High-level simulation system requirements

Security

Players should be able to download maps and mods (which can contain simulation scripts) and run them without any risk of compromising their computer's security - the scripts should be sandboxed within the game engine.

(This is independent of any concerns about cheating in multiplayer games.)

Obviously anything like file IO APIs should be carefully controlled (and preferably should not be exposed to simulation scripts at all). Functions that expose engine functionality to scripts should validate all inputs, and should not trust the rest of the engine to be secure with unrestricted input.

It should be impossible for a script to cause the game to crash in any way - the code needs to protect itself against malicious scripts. All crashes should be considered security issues and fixed, even if they seem like harmless null pointer dereferences. debug_assert is not adequate for preventing crashes, since users will just click 'continue' and expose themselves to whatever dangers it was trying to protect against.

In extreme unrecoverable cases like resource exhaustion, the game should (safely) terminate.

Cheat prevention

???

Determinism

By "determinism", we mean that given a certain simulation state, and a certain sequence of inputs, and a certain set of scripts and data files, the subsequent simulation states are precisely determined. (That is, the simulation should not be affected by external inputs, timings, hardware, OS, compiler settings, etc). That's necessary for the multiplayer system to work.

Guaranteeing determinism in JS seems to be very hard to do perfectly, e.g. scripts could trigger out-of-memory errors that vary between instances of SpiderMonkey. It would also require much stricter isolation between simulation and GUI, making any interactions more complex.

The goal should instead be to ensure non-malicious scripts will be deterministic, by minimising the opportunities for non-determinism.

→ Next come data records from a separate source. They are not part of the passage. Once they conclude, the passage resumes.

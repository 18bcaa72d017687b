//! The frozen output of a resolution.

use std::collections::{BTreeMap, HashSet};

use bramble_core::recipe::DependencyEdge;
use bramble_core::spec::Spec;
use petgraph::algo::toposort;
use petgraph::graph::{DiGraph, NodeIndex};
use petgraph::visit::EdgeRef;
use petgraph::Direction;
use serde::Serialize;

/// A build-only edge onto an ancestor that was already chosen and satisfied
/// the edge. It is recorded but kept out of the graph so the graph stays
/// acyclic.
#[derive(Debug, Clone, PartialEq)]
pub struct BackEdge {
    pub from: String,
    pub to: String,
    pub edge: DependencyEdge,
}

/// An acyclic graph of concrete specs, one per package name.
#[derive(Debug, Clone)]
pub struct ResolvedGraph {
    graph: DiGraph<Spec, DependencyEdge>,
    index: BTreeMap<String, NodeIndex>,
    root: NodeIndex,
    /// Dependencies before dependents.
    order: Vec<NodeIndex>,
    back_edges: Vec<BackEdge>,
}

impl ResolvedGraph {
    /// Freeze specs and edges into a graph and compute DAG hashes.
    ///
    /// `specs[0]` is the root. Returns the names on a cycle if the edges
    /// are not acyclic.
    pub fn freeze(
        specs: Vec<Spec>,
        edges: Vec<(usize, usize, DependencyEdge)>,
        back_edges: Vec<BackEdge>,
    ) -> Result<Self, String> {
        let mut graph = DiGraph::new();
        let mut index = BTreeMap::new();
        let nodes: Vec<NodeIndex> = specs
            .into_iter()
            .map(|spec| {
                let name = spec.name.clone();
                let idx = graph.add_node(spec);
                index.insert(name, idx);
                idx
            })
            .collect();
        let root = *nodes.first().ok_or_else(|| "empty graph".to_string())?;
        for (from, to, edge) in edges {
            graph.add_edge(nodes[from], nodes[to], edge);
        }

        let mut order = toposort(&graph, None)
            .map_err(|cycle| format!("cycle through `{}`", graph[cycle.node_id()].name))?;
        order.reverse();

        for &idx in &order {
            let mut children: Vec<(String, String)> = graph
                .edges_directed(idx, Direction::Outgoing)
                .map(|e| {
                    let child = &graph[e.target()];
                    (child.name.clone(), child.dag_hash.clone())
                })
                .collect();
            children.sort();
            children.dedup();
            let hash = graph[idx].compute_hash(children.iter().map(|(_, h)| h.as_str()));
            graph[idx].dag_hash = hash;
        }

        Ok(Self {
            graph,
            index,
            root,
            order,
            back_edges,
        })
    }

    pub fn root(&self) -> &Spec {
        &self.graph[self.root]
    }

    pub fn get(&self, name: &str) -> Option<&Spec> {
        self.index.get(name).map(|&idx| &self.graph[idx])
    }

    /// Every spec, dependencies before the specs that need them.
    pub fn nodes(&self) -> Vec<&Spec> {
        self.order.iter().map(|&idx| &self.graph[idx]).collect()
    }

    /// Included edges out of `name`, in declaration order.
    pub fn edges_of(&self, name: &str) -> Vec<(&DependencyEdge, &Spec)> {
        let Some(&idx) = self.index.get(name) else {
            return Vec::new();
        };
        let mut edges: Vec<_> = self
            .graph
            .edges_directed(idx, Direction::Outgoing)
            .map(|e| (e.id(), e.weight(), &self.graph[e.target()]))
            .collect();
        edges.sort_by_key(|(id, _, _)| *id);
        edges.into_iter().map(|(_, edge, spec)| (edge, spec)).collect()
    }

    /// Names of the specs with an edge into `name`, sorted.
    pub fn dependents_of(&self, name: &str) -> Vec<&Spec> {
        let Some(&idx) = self.index.get(name) else {
            return Vec::new();
        };
        let mut parents: Vec<&Spec> = self
            .graph
            .neighbors_directed(idx, Direction::Incoming)
            .map(|p| &self.graph[p])
            .collect();
        parents.sort_by(|a, b| a.name.cmp(&b.name));
        parents.dedup_by(|a, b| a.name == b.name);
        parents
    }

    pub fn back_edges(&self) -> &[BackEdge] {
        &self.back_edges
    }

    pub fn len(&self) -> usize {
        self.graph.node_count()
    }

    pub fn is_empty(&self) -> bool {
        self.graph.node_count() == 0
    }

    /// Distinct children of a node with their merged edge kinds, in first
    /// declaration order.
    fn children(&self, idx: NodeIndex) -> Vec<(NodeIndex, String)> {
        let mut children: Vec<(NodeIndex, Vec<&DependencyEdge>)> = Vec::new();
        let spec = &self.graph[idx];
        for (edge, child) in self.edges_of(&spec.name) {
            let child_idx = self.index[&child.name];
            match children.iter_mut().find(|(c, _)| *c == child_idx) {
                Some((_, edges)) => edges.push(edge),
                None => children.push((child_idx, vec![edge])),
            }
        }
        children
            .into_iter()
            .map(|(child, edges)| {
                let kinds: std::collections::BTreeSet<_> =
                    edges.iter().flat_map(|e| e.kinds.iter().copied()).collect();
                (child, bramble_core::recipe::kinds_label(&kinds))
            })
            .collect()
    }

    /// Render the graph as an indented tree. Shared dependencies are printed
    /// under every parent.
    pub fn print_tree(&self, max_depth: Option<usize>) -> String {
        let mut output = String::new();
        let root = &self.graph[self.root];
        output.push_str(&format!("{root} [{}]\n", root.short_hash()));

        let children = self.children(self.root);
        let count = children.len();
        let mut visited = HashSet::new();
        visited.insert(self.root);
        for (i, (child, kinds)) in children.iter().enumerate() {
            self.print_subtree(
                &mut output,
                *child,
                kinds,
                "",
                i + 1 == count,
                1,
                max_depth,
                &mut visited,
            );
        }
        output
    }

    #[allow(clippy::too_many_arguments)]
    fn print_subtree(
        &self,
        output: &mut String,
        idx: NodeIndex,
        kinds: &str,
        prefix: &str,
        is_last: bool,
        depth: usize,
        max_depth: Option<usize>,
        visited: &mut HashSet<NodeIndex>,
    ) {
        let connector = if is_last { "└── " } else { "├── " };
        let spec = &self.graph[idx];
        output.push_str(&format!("{prefix}{connector}{spec} ({kinds})\n"));

        if max_depth.is_some_and(|max| depth >= max) {
            return;
        }
        if !visited.insert(idx) {
            return;
        }

        let child_prefix = format!("{prefix}{}", if is_last { "    " } else { "│   " });
        let children = self.children(idx);
        let count = children.len();
        for (i, (child, kinds)) in children.iter().enumerate() {
            self.print_subtree(
                output,
                *child,
                kinds,
                &child_prefix,
                i + 1 == count,
                depth + 1,
                max_depth,
                visited,
            );
        }

        visited.remove(&idx);
    }

    /// The first path from the root to `name`, following edges in
    /// declaration order. Answers "why is this in the graph".
    pub fn find_path(&self, name: &str) -> Option<Vec<&Spec>> {
        let target = *self.index.get(name)?;
        let mut path = Vec::new();
        let mut visited = HashSet::new();
        if self.dfs_path(self.root, target, &mut path, &mut visited) {
            Some(path.iter().map(|&idx| &self.graph[idx]).collect())
        } else {
            None
        }
    }

    fn dfs_path(
        &self,
        current: NodeIndex,
        target: NodeIndex,
        path: &mut Vec<NodeIndex>,
        visited: &mut HashSet<NodeIndex>,
    ) -> bool {
        path.push(current);
        if current == target {
            return true;
        }
        if !visited.insert(current) {
            path.pop();
            return false;
        }
        for (child, _) in self.children(current) {
            if self.dfs_path(child, target, path, visited) {
                return true;
            }
        }
        path.pop();
        false
    }

    /// A serializable view for machine-readable output.
    pub fn to_snapshot(&self) -> GraphSnapshot {
        let nodes = self
            .nodes()
            .into_iter()
            .map(|spec| NodeSnapshot {
                name: spec.name.clone(),
                version: spec.version.to_string(),
                commit: spec.commit.clone(),
                variants: spec
                    .variants
                    .iter()
                    .map(|(k, v)| (k.clone(), v.to_string()))
                    .collect(),
                hash: spec.dag_hash.clone(),
                dependencies: self
                    .edges_of(&spec.name)
                    .into_iter()
                    .map(|(edge, child)| EdgeSnapshot {
                        name: child.name.clone(),
                        kinds: edge.kinds.iter().map(ToString::to_string).collect(),
                        declared: edge.to_string(),
                    })
                    .collect(),
            })
            .collect();
        GraphSnapshot {
            root: self.root().name.clone(),
            nodes,
            back_edges: self
                .back_edges
                .iter()
                .map(|b| BackEdgeSnapshot {
                    from: b.from.clone(),
                    to: b.to.clone(),
                    declared: b.edge.to_string(),
                })
                .collect(),
        }
    }
}

#[derive(Debug, Clone, PartialEq, Serialize)]
pub struct GraphSnapshot {
    pub root: String,
    pub nodes: Vec<NodeSnapshot>,
    #[serde(skip_serializing_if = "Vec::is_empty")]
    pub back_edges: Vec<BackEdgeSnapshot>,
}

#[derive(Debug, Clone, PartialEq, Serialize)]
pub struct NodeSnapshot {
    pub name: String,
    pub version: String,
    #[serde(skip_serializing_if = "Option::is_none")]
    pub commit: Option<String>,
    pub variants: BTreeMap<String, String>,
    pub hash: String,
    pub dependencies: Vec<EdgeSnapshot>,
}

#[derive(Debug, Clone, PartialEq, Serialize)]
pub struct EdgeSnapshot {
    pub name: String,
    pub kinds: Vec<String>,
    pub declared: String,
}

#[derive(Debug, Clone, PartialEq, Serialize)]
pub struct BackEdgeSnapshot {
    pub from: String,
    pub to: String,
    pub declared: String,
}

#[cfg(test)]
mod tests {
    use super::*;
    use bramble_core::variant::VariantAssignment;
    use bramble_core::version::Version;

    fn spec(name: &str, version: &str) -> Spec {
        Spec::new(name, Version::parse(version).unwrap(), VariantAssignment::new())
    }

    fn edge(target: &str) -> DependencyEdge {
        DependencyEdge::parse(target).unwrap()
    }

    // app -> lib -> zlib, app -> zlib
    fn diamond() -> ResolvedGraph {
        ResolvedGraph::freeze(
            vec![spec("app", "1.0"), spec("lib", "2.0"), spec("zlib", "1.3")],
            vec![(0, 1, edge("lib")), (0, 2, edge("zlib")), (1, 2, edge("zlib"))],
            Vec::new(),
        )
        .unwrap()
    }

    #[test]
    fn nodes_are_dependencies_first() {
        let graph = diamond();
        let names: Vec<&str> = graph.nodes().iter().map(|s| s.name.as_str()).collect();
        assert_eq!(names.len(), 3);
        let pos = |n: &str| names.iter().position(|x| *x == n).unwrap();
        assert!(pos("zlib") < pos("lib"));
        assert!(pos("lib") < pos("app"));
    }

    #[test]
    fn edges_in_declaration_order() {
        let graph = diamond();
        let targets: Vec<&str> = graph
            .edges_of("app")
            .iter()
            .map(|(_, s)| s.name.as_str())
            .collect();
        assert_eq!(targets, vec!["lib", "zlib"]);
        assert!(graph.edges_of("missing").is_empty());
    }

    #[test]
    fn hashes_cover_children() {
        let graph = diamond();
        let other = ResolvedGraph::freeze(
            vec![spec("app", "1.0"), spec("lib", "2.0"), spec("zlib", "1.2")],
            vec![(0, 1, edge("lib")), (0, 2, edge("zlib")), (1, 2, edge("zlib"))],
            Vec::new(),
        )
        .unwrap();
        assert_eq!(graph.root().dag_hash.len(), 64);
        assert_ne!(graph.root().dag_hash, other.root().dag_hash);
        assert_eq!(graph.root().dag_hash, diamond().root().dag_hash);
    }

    #[test]
    fn tree_and_path() {
        let graph = diamond();
        let tree = graph.print_tree(None);
        assert!(tree.starts_with("app@1.0 ["));
        assert!(tree.contains("├── lib@2.0 (build,link)"));
        assert!(tree.contains("│   └── zlib@1.3 (build,link)"));
        assert!(tree.contains("└── zlib@1.3 (build,link)"));

        let shallow = graph.print_tree(Some(1));
        assert!(!shallow.contains("│   └── zlib"));

        let path: Vec<&str> = graph
            .find_path("zlib")
            .unwrap()
            .iter()
            .map(|s| s.name.as_str())
            .collect();
        assert_eq!(path, vec!["app", "lib", "zlib"]);
        assert!(graph.find_path("cmake").is_none());
    }

    #[test]
    fn dependents_are_sorted() {
        let graph = diamond();
        let parents: Vec<&str> = graph
            .dependents_of("zlib")
            .iter()
            .map(|s| s.name.as_str())
            .collect();
        assert_eq!(parents, vec!["app", "lib"]);
    }

    #[test]
    fn freeze_rejects_cycles() {
        let result = ResolvedGraph::freeze(
            vec![spec("a", "1"), spec("b", "1")],
            vec![(0, 1, edge("b")), (1, 0, edge("a"))],
            Vec::new(),
        );
        assert!(result.is_err());
    }
}
//! Recipe sources: where the resolver gets recipes from.
//!
//! A source is queried by package name only. Sources do not cache; the
//! resolver wraps whatever source it is given in a per-run cache.

use miette::Diagnostic;
use std::collections::BTreeMap;
use std::path::{Path, PathBuf};
use thiserror::Error;

use crate::error::RecipeError;
use crate::recipe::Recipe;

/// Why a recipe could not be produced.
#[derive(Debug, Clone, PartialEq, Eq, Error, Diagnostic)]
pub enum LookupError {
    #[error("no recipe for `{name}`")]
    #[diagnostic(code(bramble::repository::not_found))]
    NotFound { name: String },

    #[error("recipe `{name}` is invalid")]
    #[diagnostic(code(bramble::repository::invalid))]
    Invalid {
        name: String,
        #[source]
        #[diagnostic_source]
        source: RecipeError,
    },

    #[error("failed to read recipe `{name}`: {message}")]
    #[diagnostic(code(bramble::repository::io))]
    Io { name: String, message: String },
}

impl LookupError {
    pub fn name(&self) -> &str {
        match self {
            Self::NotFound { name } | Self::Invalid { name, .. } | Self::Io { name, .. } => name,
        }
    }

    /// One-line description including the underlying cause.
    pub fn detail(&self) -> String {
        match self {
            Self::Invalid { name, source } => format!("recipe `{name}` is invalid: {source}"),
            other => other.to_string(),
        }
    }
}

/// Something that maps package names to recipes.
///
/// Implementations must be safe to call from several threads; prefetching
/// loads recipes on a blocking pool.
pub trait RecipeSource: Send + Sync {
    fn lookup(&self, name: &str) -> Result<Recipe, LookupError>;

    /// Every package name this source can produce, sorted.
    fn names(&self) -> Result<Vec<String>, LookupError>;
}

/// An in-memory source, for tests and embedding.
#[derive(Debug, Clone, Default)]
pub struct MemorySource {
    recipes: BTreeMap<String, Recipe>,
}

impl MemorySource {
    pub fn new() -> Self {
        Self::default()
    }

    pub fn insert(&mut self, recipe: Recipe) {
        self.recipes.insert(recipe.name.clone(), recipe);
    }

    pub fn with(mut self, recipe: Recipe) -> Self {
        self.insert(recipe);
        self
    }

    /// Parse each document as a TOML recipe.
    pub fn from_toml<'a>(documents: impl IntoIterator<Item = &'a str>) -> Result<Self, RecipeError> {
        let mut source = Self::new();
        for doc in documents {
            source.insert(Recipe::from_toml_str(doc)?);
        }
        Ok(source)
    }
}

impl RecipeSource for MemorySource {
    fn lookup(&self, name: &str) -> Result<Recipe, LookupError> {
        self.recipes.get(name).cloned().ok_or_else(|| LookupError::NotFound {
            name: name.to_string(),
        })
    }

    fn names(&self) -> Result<Vec<String>, LookupError> {
        Ok(self.recipes.keys().cloned().collect())
    }
}

/// File name of a recipe kept in its own directory.
pub const RECIPE_FILE_NAME: &str = "recipe.toml";

/// Recipes stored as `<root>/<name>.toml` or `<root>/<name>/recipe.toml`.
#[derive(Debug, Clone)]
pub struct DirectorySource {
    root: PathBuf,
}

impl DirectorySource {
    pub fn new(root: impl Into<PathBuf>) -> Self {
        Self { root: root.into() }
    }

    pub fn root(&self) -> &Path {
        &self.root
    }

    /// Where the recipe for `name` lives, if it exists.
    pub fn recipe_path(&self, name: &str) -> Option<PathBuf> {
        if name.is_empty() || name.contains(['/', '\\']) || name.starts_with('.') {
            return None;
        }
        let flat = self.root.join(format!("{name}.toml"));
        if flat.is_file() {
            return Some(flat);
        }
        let nested = self.root.join(name).join(RECIPE_FILE_NAME);
        nested.is_file().then_some(nested)
    }
}

impl RecipeSource for DirectorySource {
    fn lookup(&self, name: &str) -> Result<Recipe, LookupError> {
        let path = self.recipe_path(name).ok_or_else(|| LookupError::NotFound {
            name: name.to_string(),
        })?;
        tracing::trace!("reading recipe {}", path.display());
        let content = std::fs::read_to_string(&path).map_err(|e| LookupError::Io {
            name: name.to_string(),
            message: format!("{}: {e}", path.display()),
        })?;
        let invalid = |source| LookupError::Invalid {
            name: name.to_string(),
            source,
        };
        let recipe = Recipe::from_toml_str(&content).map_err(invalid)?;
        if recipe.name != name {
            return Err(invalid(RecipeError::Parse {
                message: format!(
                    "{} declares package `{}`, expected `{name}`",
                    path.display(),
                    recipe.name
                ),
            }));
        }
        Ok(recipe)
    }

    fn names(&self) -> Result<Vec<String>, LookupError> {
        let io_error = |e: std::io::Error| LookupError::Io {
            name: self.root.display().to_string(),
            message: e.to_string(),
        };
        let mut names: Vec<String> = bramble_util::fs::toml_files_in(&self.root)
            .map_err(io_error)?
            .into_iter()
            .filter_map(|path| path.file_stem().map(|s| s.to_string_lossy().into_owned()))
            .collect();
        for entry in std::fs::read_dir(&self.root).map_err(io_error)? {
            let path = entry.map_err(io_error)?.path();
            if path.join(RECIPE_FILE_NAME).is_file() {
                if let Some(dir) = path.file_name() {
                    names.push(dir.to_string_lossy().into_owned());
                }
            }
        }
        names.sort();
        names.dedup();
        Ok(names)
    }
}

#[cfg(test)]
mod tests {
    use super::*;

    const ZLIB: &str = "[package]\nname = \"zlib\"\n[[versions]]\nversion = \"1.2.13\"\n";

    #[test]
    fn memory_source_lookup() {
        let source = MemorySource::from_toml([ZLIB]).unwrap();
        assert_eq!(source.lookup("zlib").unwrap().name, "zlib");
        assert_eq!(
            source.lookup("hdf5").unwrap_err(),
            LookupError::NotFound {
                name: "hdf5".into()
            }
        );
        assert_eq!(source.names().unwrap(), vec!["zlib".to_string()]);
    }

    #[test]
    fn directory_source_rejects_path_names() {
        let dir = tempfile::tempdir().unwrap();
        let source = DirectorySource::new(dir.path());
        assert!(source.recipe_path("../etc").is_none());
        assert!(source.recipe_path("").is_none());
    }

    #[test]
    fn invalid_detail_includes_cause() {
        let err = LookupError::Invalid {
            name: "crtm".into(),
            source: RecipeError::Parse {
                message: "boom".into(),
            },
        };
        assert!(err.detail().contains("boom"));
        assert_eq!(err.name(), "crtm");
    }
}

Math.random should be replaced with a network-synchronised RNG. Trigonometric functions should be carefully examined, and modified or removed, if they are not consistent between platforms. Any engine functions exposed to scripts must take care of determinism themselves.

Floating-point computations in C++ are considered unacceptable here (different compiler optimisations will subtly change the computations); all values passed to and from scripts should be integers and fixed-point numbers.